D18.13

Cancer remains a global health issue, whereby the adverse effects of conventional drugs urge the discovery of modalities for replacement, such as anticancer peptides with higher selectivity against cancer cells. Bioactive peptide pardaxin has anticancer effects, but its concurrent haemolytic effects possess limitations. This study aimed to discover shortened pardaxin derivatives using in silico analyses, followed by the study of their cytotoxic effects on breast cancer and normal cells. Pardaxin was truncated to 27 or 18 residues, and then single residue replacement was induced using AntiCP 2.0. The generated sequences were further predicted to identify potential derivatives with anticancer, non-toxic, low haemolysis, conserved alpha-helices structure, and stronger docking affinity towards FAS death receptor. Synthesised potential derivatives were validated using MTT assay on breast cancer and normal cells, haemolytic assay, FITC-Annexin V binding, and lactate dehydrogenase (LDH) assay for apoptosis and necrosis investigation. Potential targets in the MAPK/JNK pathway to induce apoptosis were determined using HDOCK docking screening and validated via molecular dynamics (MD) simulation and MM/GBSA calculation.

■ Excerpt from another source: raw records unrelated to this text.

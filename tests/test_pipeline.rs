use canoni::cli::{Args, Settings};
use canoni::cli::runner::{EXIT_SUCCESS, execute};
use canoni::error::{CanoniError, CollaboratorError, DecodeError};
use canoni::image::archive;
use canoni::image::model::{Blob, Layer};
use canoni::image::{Digest, Image, Reference};
use canoni::logging::Logger;
use canoni::pipeline::Pipeline;
use canoni::runtime::ContainerRuntime;
use clap::Parser;
use serde_json::json;
use std::cell::RefCell;
use std::path::{Path, PathBuf};

/// In-memory stand-in for a container engine
struct FakeRuntime {
    images: Vec<(Reference, Image)>,
    corrupt_export: bool,
    fail_import: bool,
    calls: RefCell<Vec<String>>,
    exported_to: RefCell<Option<PathBuf>>,
    imported: RefCell<Vec<Image>>,
}

impl FakeRuntime {
    fn with_image(reference: &Reference, image: Image) -> Self {
        Self {
            images: vec![(reference.clone(), image)],
            corrupt_export: false,
            fail_import: false,
            calls: RefCell::new(Vec::new()),
            exported_to: RefCell::new(None),
            imported: RefCell::new(Vec::new()),
        }
    }
}

impl ContainerRuntime for FakeRuntime {
    fn export_image(&self, reference: &Reference, dest: &Path) -> Result<(), CollaboratorError> {
        self.calls.borrow_mut().push(format!("save {}", reference));
        *self.exported_to.borrow_mut() = Some(dest.to_path_buf());

        let (_, image) = self
            .images
            .iter()
            .find(|(r, _)| r == reference)
            .ok_or_else(|| CollaboratorError::Failed {
                command: format!("fake save {}", reference),
                status: "exit status: 1".to_string(),
                output: format!("Error response from daemon: reference does not exist: {}", reference),
            })?;

        if self.corrupt_export {
            std::fs::write(dest, b"this is not a tarball").unwrap();
        } else {
            archive::encode(image, reference, dest).unwrap();
        }
        Ok(())
    }

    fn import_image(&self, archive_path: &Path) -> Result<(), CollaboratorError> {
        self.calls.borrow_mut().push("load".to_string());
        if self.fail_import {
            return Err(CollaboratorError::Failed {
                command: "fake load".to_string(),
                status: "exit status: 1".to_string(),
                output: "no space left on device".to_string(),
            });
        }
        let image = archive::decode(archive_path, None).unwrap();
        self.imported.borrow_mut().push(image);
        Ok(())
    }

    fn prune_images(&self) -> Result<(), CollaboratorError> {
        self.calls.borrow_mut().push("prune".to_string());
        Ok(())
    }
}

fn layer_tar(name: &str, data: &[u8]) -> Vec<u8> {
    let mut header = tar::Header::new_ustar();
    header.set_size(data.len() as u64);
    header.set_mode(0o644);
    header.set_cksum();
    let mut builder = tar::Builder::new(Vec::new());
    builder.append_data(&mut header, name, data).unwrap();
    builder.into_inner().unwrap()
}

fn built_on(hostname: &str, container: &str, created: &str) -> Image {
    let layers = vec![
        Layer::new(layer_tar("etc/os-release", b"ID=fixture\n")),
        Layer::new(layer_tar("usr/bin/app", b"\x7fELF fixture")),
    ];
    let diff_ids: Vec<String> = layers.iter().map(|l| l.digest().to_string()).collect();
    let config = json!({
        "architecture": "amd64",
        "os": "linux",
        "created": created,
        "container": container,
        "docker_version": "24.0.5",
        "config": {
            "Hostname": hostname,
            "Env": ["PATH=/usr/bin"],
            "Entrypoint": ["/usr/bin/app"],
            "ExposedPorts": {"8080/tcp": {}},
            "Image": "sha256:0000000000000000000000000000000000000000000000000000000000000000"
        },
        "rootfs": {"type": "layers", "diff_ids": diff_ids}
    });
    Image::new(Blob::new(serde_json::to_vec(&config).unwrap()), layers)
}

fn myapp() -> Reference {
    Reference::parse("myapp:v1").unwrap()
}

fn is_empty_dir(path: &Path) -> bool {
    std::fs::read_dir(path).unwrap().next().is_none()
}

#[test]
fn test_pipeline_imports_canonical_image() {
    let work_root = tempfile::tempdir().unwrap();
    let source = built_on("buildbox7", "a1b2c3", "2023-05-01T00:00:00Z");
    let runtime = FakeRuntime::with_image(&myapp(), source.clone());

    let pipeline = Pipeline::new(runtime, Logger::new_quiet())
        .with_work_root(Some(work_root.path().to_path_buf()));
    let report = pipeline.run(&myapp()).unwrap();

    assert_eq!(report.target.to_string(), "myapp-canoni:v1");
    assert_eq!(report.summary.layers, 2);
    assert_eq!(&report.summary.source_config, source.config_blob().digest());

    let runtime = pipeline.runtime();
    assert_eq!(*runtime.calls.borrow(), vec!["save myapp:v1", "load"]);

    let imported = runtime.imported.borrow();
    let canonical = &imported[0];
    assert_eq!(&report.summary.canonical_config, canonical.config_blob().digest());
    assert_eq!(canonical.layer_digests(), source.layer_digests());

    let config = canonical.config_file().unwrap();
    let run = config.config.unwrap();
    assert_eq!(run.hostname, "");
    assert_eq!(run.image, "");
    assert_eq!(config.container, "");
    assert_eq!(config.docker_version, "");
    assert_eq!(config.created.unwrap().timestamp(), 0);
    assert_eq!(run.env, Some(vec!["PATH=/usr/bin".to_string()]));
    assert_eq!(run.entrypoint, Some(vec!["/usr/bin/app".to_string()]));

    let exported_to = runtime.exported_to.borrow().clone().unwrap();
    assert!(exported_to.starts_with(work_root.path()));
    assert!(!exported_to.exists());
    assert!(is_empty_dir(work_root.path()));
}

#[test]
fn test_pipeline_is_deterministic_across_builds() {
    let work_root = tempfile::tempdir().unwrap();
    let mut config_digests: Vec<Digest> = Vec::new();

    for (hostname, container, created) in [
        ("buildbox7", "a1b2c3", "2023-05-01T00:00:00Z"),
        ("ci-runner-12", "deadbeef", "2024-02-29T23:59:59.999Z"),
    ] {
        let runtime = FakeRuntime::with_image(&myapp(), built_on(hostname, container, created));
        let pipeline = Pipeline::new(runtime, Logger::new_quiet())
            .with_work_root(Some(work_root.path().to_path_buf()));
        config_digests.push(pipeline.run(&myapp()).unwrap().summary.canonical_config);
    }

    assert_eq!(config_digests[0], config_digests[1]);
}

#[test]
fn test_pipeline_prunes_when_enabled() {
    let runtime = FakeRuntime::with_image(&myapp(), built_on("h", "c", "2023-05-01T00:00:00Z"));
    let pipeline = Pipeline::new(runtime, Logger::new_quiet()).with_prune(true);
    pipeline.run(&myapp()).unwrap();
    assert_eq!(
        *pipeline.runtime().calls.borrow(),
        vec!["save myapp:v1", "load", "prune"]
    );
}

#[test]
fn test_missing_image_fails_at_export_and_cleans_up() {
    let work_root = tempfile::tempdir().unwrap();
    let runtime = FakeRuntime::with_image(&myapp(), built_on("h", "c", "2023-05-01T00:00:00Z"));
    let pipeline = Pipeline::new(runtime, Logger::new_quiet())
        .with_work_root(Some(work_root.path().to_path_buf()));

    let other = Reference::parse("other:latest").unwrap();
    let err = pipeline.run(&other).unwrap_err();
    match err {
        CanoniError::Collaborator(CollaboratorError::Failed { output, .. }) => {
            assert!(output.contains("reference does not exist"));
        }
        other => panic!("expected collaborator failure, got {:?}", other),
    }
    assert_eq!(*pipeline.runtime().calls.borrow(), vec!["save other:latest"]);
    assert!(is_empty_dir(work_root.path()));
}

#[test]
fn test_corrupt_export_fails_at_decode() {
    let work_root = tempfile::tempdir().unwrap();
    let mut runtime =
        FakeRuntime::with_image(&myapp(), built_on("h", "c", "2023-05-01T00:00:00Z"));
    runtime.corrupt_export = true;
    let pipeline = Pipeline::new(runtime, Logger::new_quiet())
        .with_work_root(Some(work_root.path().to_path_buf()));

    let err = pipeline.run(&myapp()).unwrap_err();
    assert!(matches!(err, CanoniError::Decode(DecodeError::Malformed(_))));
    assert!(err.to_string().starts_with("decode: "));
    assert!(pipeline.runtime().imported.borrow().is_empty());
    assert!(is_empty_dir(work_root.path()));
}

#[test]
fn test_import_failure_is_reported_and_cleans_up() {
    let work_root = tempfile::tempdir().unwrap();
    let mut runtime =
        FakeRuntime::with_image(&myapp(), built_on("h", "c", "2023-05-01T00:00:00Z"));
    runtime.fail_import = true;
    let pipeline = Pipeline::new(runtime, Logger::new_quiet())
        .with_work_root(Some(work_root.path().to_path_buf()));

    let err = pipeline.run(&myapp()).unwrap_err();
    assert!(err.to_string().contains("no space left on device"));
    assert!(is_empty_dir(work_root.path()));
}

#[test]
fn test_execute_reports_success_exit_code() {
    let work_root = tempfile::tempdir().unwrap();
    let work_dir = work_root.path().to_string_lossy().to_string();
    let args = Args::try_parse_from(["canoni", "-q", "myapp:v1"]).unwrap();
    let env = move |key: &str| (key == "CANONI_WORK_DIR").then(|| work_dir.clone());
    let source = built_on("buildbox7", "a1b2c3", "2023-05-01T00:00:00Z");

    let mut usage: Vec<u8> = Vec::new();
    let code = execute(
        &args,
        env,
        |_: &Settings| FakeRuntime::with_image(&myapp(), source),
        &mut usage,
    );

    assert_eq!(code, EXIT_SUCCESS);
    assert!(usage.is_empty());
    assert!(is_empty_dir(work_root.path()));
}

Among the synthesised peptides, D18.13 demonstrated the highest potential due to its breast cancer-killing ability, lowest toxicity on normal cells, and with alleviated haemolytic effects. The D18.13-treated breast cancer cells showed remarkable apoptotic effects. The D18.13 potentially targets MAPK8 to induce MAPK/JNK-mediated apoptosis, with MM/GBSA revealing a free binding energy (-67.40 kcal/mol) similar to that of parental pardaxin (-68.88 kcal/mol). The in silico method enhanced anticancer peptide discovery such as D18.13, which has the potential to treat breast cancer with minimal side effects.